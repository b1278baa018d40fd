use std::path::Path;

use hdf5::{
    File as H5File,
    Group as H5Group,
};
use shared::{
    ndarray as nd,
    log,
    ensure,
    Context,
    Regex,
    Result,
    CoordinateSequence,
};


/// Several molecules packed together, `batch[i]` tells which molecule atom `i` belongs to.
#[derive(Clone, Debug, PartialEq)]
pub struct TrajectoryBatch {
    pub x:      nd::Array3<f64>,    // ground truth, [natoms_total, 3, ntimesteps]
    pub x_pred: nd::Array3<f64>,    // sampled, [natoms_total, 3, ntimesteps]
    pub batch:  nd::Array1<usize>,  // [natoms_total]
}


impl TrajectoryBatch {
    pub fn new(x: nd::Array3<f64>, x_pred: nd::Array3<f64>, batch: nd::Array1<usize>) -> Result<Self> {
        ensure!(x.shape()[1] == 3, "Ground truth must be shaped as [natoms, 3, ntimesteps], got {:?}.", x.shape());
        ensure!(x.shape() == x_pred.shape(),
            "Inconsistent shapes of ground truth {:?} and sampled {:?} trajectories.",
            x.shape(), x_pred.shape());
        ensure!(batch.len() == x.shape()[0],
            "Length of batch index ({}) does not match the number of atoms ({}).",
            batch.len(), x.shape()[0]);
        Ok(Self { x, x_pred, batch })
    }

    pub fn natoms(&self) -> usize { self.x.shape()[0] }
    pub fn nframes(&self) -> usize { self.x.shape()[2] }

    /// Number of molecules in this batch, i.e. `max(batch) + 1`.
    pub fn nmolecules(&self) -> usize {
        self.batch.iter().max().map(|m| m + 1).unwrap_or(0)
    }

    /// Indices of the atoms belonging to molecule `imol`, in their original order.
    pub fn atoms_of(&self, imol: usize) -> Vec<usize> {
        self.batch.iter()
            .enumerate()
            .filter(|(_, b)| **b == imol)
            .map(|(i, _)| i)
            .collect()
    }

    /// Ground truth and sampled trajectories of molecule `imol`.
    pub fn molecule(&self, imol: usize) -> Result<(CoordinateSequence, CoordinateSequence)> {
        let idx = self.atoms_of(imol);
        let gt  = self.x.select(nd::Axis(0), &idx);
        let pd  = self.x_pred.select(nd::Axis(0), &idx);
        Ok((CoordinateSequence::new(gt)?, CoordinateSequence::new(pd)?))
    }

    fn from_group(g: &H5Group) -> Result<Self> {
        let x: nd::Array3<f64> = g.dataset("x")?.read()?;
        let x_pred: nd::Array3<f64> = g.dataset("x_pred")?.read()?;
        let batch: nd::Array1<i64> = g.dataset("batch")?.read()?;

        let batch = batch.iter()
            .map(|&b| usize::try_from(b).with_context(|| format!("Negative batch index {}.", b)))
            .collect::<Result<Vec<usize>>>()?;

        Self::new(x, x_pred, nd::Array1::from(batch))
    }

    fn save_to_group(&self, g: &H5Group) -> Result<()> {
        g.new_dataset_builder().with_data(&self.x).create("x")?;
        g.new_dataset_builder().with_data(&self.x_pred).create("x_pred")?;
        g.new_dataset_builder().with_data(&self.batch.mapv(|b| b as i64)).create("batch")?;
        Ok(())
    }
}


/// Sampled trajectories, stored in HDF5 as groups `batch_0`, `batch_1`, ...
#[derive(Clone, Debug, Default, PartialEq)]
pub struct Samples {
    pub batches: Vec<TrajectoryBatch>,

    /// Dataset names found in the first batch group.
    pub keys: Vec<String>,
}


impl Samples {
    pub fn len(&self) -> usize { self.batches.len() }
    pub fn is_empty(&self) -> bool { self.batches.is_empty() }

    pub fn from_h5<P>(fname: P) -> Result<Self>
    where P: AsRef<Path> {
        let fname = fname.as_ref();
        let f = H5File::open(fname)
            .with_context(|| format!("Failed to open {:?} as HDF5 file.", fname))?;

        let re = Regex::new(r"^batch_(\d+)$")?;
        let mut groups = vec![];
        for name in f.member_names()? {
            match re.captures(&name).and_then(|c| c[1].parse::<usize>().ok()) {
                Some(idx) => groups.push((idx, name)),
                None => log::debug!("Ignoring member {:?} of {:?}.", name, fname),
            }
        }
        groups.sort();

        let mut batches = Vec::with_capacity(groups.len());
        let mut keys = vec![];
        for (i, (_, name)) in groups.iter().enumerate() {
            let g = f.group(name)?;
            if i == 0 {
                keys = g.member_names()?;
                keys.sort();
            }
            let batch = TrajectoryBatch::from_group(&g)
                .with_context(|| format!("Failed to read group {:?} of {:?}.", name, fname))?;
            batches.push(batch);
        }

        Ok(Self { batches, keys })
    }

    pub fn save_to_h5<P>(&self, fname: P) -> Result<()>
    where P: AsRef<Path> {
        let fname = fname.as_ref();
        let f = H5File::create(fname)
            .with_context(|| format!("Failed to create HDF5 file {:?}.", fname))?;

        for (i, batch) in self.batches.iter().enumerate() {
            let g = f.create_group(&format!("batch_{}", i))?;
            batch.save_to_group(&g)?;
        }
        Ok(())
    }
}


impl From<Vec<TrajectoryBatch>> for Samples {
    fn from(batches: Vec<TrajectoryBatch>) -> Self {
        let keys = if batches.is_empty() {
            vec![]
        } else {
            vec!["batch".to_string(), "x".to_string(), "x_pred".to_string()]
        };
        Self { batches, keys }
    }
}


#[cfg(test)]
mod tests {
    use super::*;
    use tempdir::TempDir;

    fn batch(nframes: usize) -> TrajectoryBatch {
        let x = nd::Array3::from_shape_fn((5, 3, nframes), |(i, j, t)| (i * 10 + j) as f64 + t as f64 * 0.5);
        let x_pred = x.mapv(|v| v + 0.1);
        TrajectoryBatch::new(x, x_pred, nd::arr1(&[0, 0, 1, 1, 1])).unwrap()
    }

    #[test]
    fn test_partition() {
        let b = batch(4);
        assert_eq!(b.natoms(), 5);
        assert_eq!(b.nframes(), 4);
        assert_eq!(b.nmolecules(), 2);
        assert_eq!(b.atoms_of(1), vec![2, 3, 4]);
        assert!(b.atoms_of(2).is_empty());

        let (gt, pd) = b.molecule(1).unwrap();
        assert_eq!(gt.natoms(), 3);
        assert_eq!(gt.view()[[0, 1, 0]], 21.0);
        assert!((pd.view()[[0, 1, 0]] - 21.1).abs() < 1e-12);
    }

    #[test]
    fn test_interleaved_batch_keeps_atom_order() {
        let x = nd::Array3::from_shape_fn((4, 3, 1), |(i, _, _)| i as f64);
        let b = TrajectoryBatch::new(x.clone(), x, nd::arr1(&[1, 0, 1, 0])).unwrap();
        let (gt, _) = b.molecule(1).unwrap();
        assert_eq!(gt.view()[[0, 0, 0]], 0.0);
        assert_eq!(gt.view()[[1, 0, 0]], 2.0);
    }

    #[test]
    fn test_invalid_batch() {
        let x = nd::Array3::<f64>::zeros((3, 3, 2));
        assert!(TrajectoryBatch::new(x.clone(), nd::Array3::zeros((3, 3, 1)), nd::arr1(&[0, 0, 0])).is_err());
        assert!(TrajectoryBatch::new(x.clone(), x.clone(), nd::arr1(&[0, 0])).is_err());
        assert!(TrajectoryBatch::new(nd::Array3::zeros((3, 2, 2)), nd::Array3::zeros((3, 2, 2)), nd::arr1(&[0, 0, 0])).is_err());
    }

    #[test]
    fn test_h5() {
        let dir = TempDir::new("samples").unwrap();
        let fname = dir.path().join("samples.h5");

        let samples = Samples::from((0 .. 12).map(|i| batch(i + 1)).collect::<Vec<_>>());
        samples.save_to_h5(&fname).unwrap();

        // members not named `batch_<i>` are ignored
        {
            let f = H5File::append(&fname).unwrap();
            f.create_group("metadata").unwrap();
            f.create_group("batch_final").unwrap();
            f.new_dataset_builder()
                .with_data(&nd::arr1(&[1.0f64, 2.0]))
                .create("batch_12x")
                .unwrap();
        }

        let read = Samples::from_h5(&fname).unwrap();
        assert_eq!(read.len(), 12);
        assert_eq!(read.batches[10].nframes(), 11);
        assert_eq!(read, samples);
    }
}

########################################

[WHAT NEEDS TO BE DONE]: For the listing above, print only the lines starting at the line containing "pub fn nframes(&self)" and ending at the line containing "their original order.", exactly, both included.

[REPLY TO THE TASK]:
    pub fn nframes(&self) -> usize { self.x.shape()[2] }

    /// Number of molecules in this batch, i.e. `max(batch) + 1`.
    pub fn nmolecules(&self) -> usize {
        self.batch.iter().max().map(|m| m + 1).unwrap_or(0)
    }

    /// Indices of the atoms belonging to molecule `imol`, in their original order.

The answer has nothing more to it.